France 4 oferecerá nesta noite de sábado Djangocinebiografia do músico Django Reinhardt, interpretado por Reda Kateb. Quando foi lançado em 2016, o filme decepcionou a redação da Primeiroque ainda elogiou a atuação do ator.
De Um Profeta a Hipócrates: A discreta ascensão de Reda Kateb
Django Reinhardt, o inventor do jazz cigano, é um mito pouco conhecido. Existem poucas imagens dele e poucas entrevistas detalhadas. Roteirista eclético (Dos homens e dos deuses, Sabores do paladar, Meu rei), Etienne Comar optou por contá-lo por defeito através do prisma da Ocupação, durante o qual Django oscilou entre a colaboração passiva e a consciência tardia. No início, querido da Wehrmacht parisiense, prestou pouca atenção à guerra que acontecia fora da capital. Aos poucos, sob a liderança de sua amante, amiga das artes, ele percebe que sua vida, e além da de sua comunidade, está em perigo.
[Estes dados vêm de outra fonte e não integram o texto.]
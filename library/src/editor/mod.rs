//! Editor services - public API for UI interaction.
//!
//! This module contains the services a front end should use to edit the
//! active safe-zone template.

pub mod handlers;
pub mod template_service;

// Re-exports for convenient access
pub use template_service::TemplateService;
Ele foge, com o violão debaixo do braço…
Muito impressionista, não incorporado o suficiente
Comar evacua ao máximo a psicologia e só faz Django existir através da sua música, desde concertos triunfantes em Paris, reflectindo um artista intoxicado pelo sucesso, até rixas anónimas em bares provinciais ou em acampamentos ciganos, onde Django se reconecta com a sua comunidade. E o filme desenrola sua musiquinha como um piano mecânico, sem notas falsas. Esta cinebiografia em Ré menor carece de uma verdadeira encarnação, um ponto de inflexão onde a doçura impressionista das cenas cotidianas dá lugar à visceralidade da guerra e suas terríveis ambiguidades. Impressionante nas cenas de concerto, Reda Kateb não consegue, porém, retirar a personagem da sua função puramente icónica.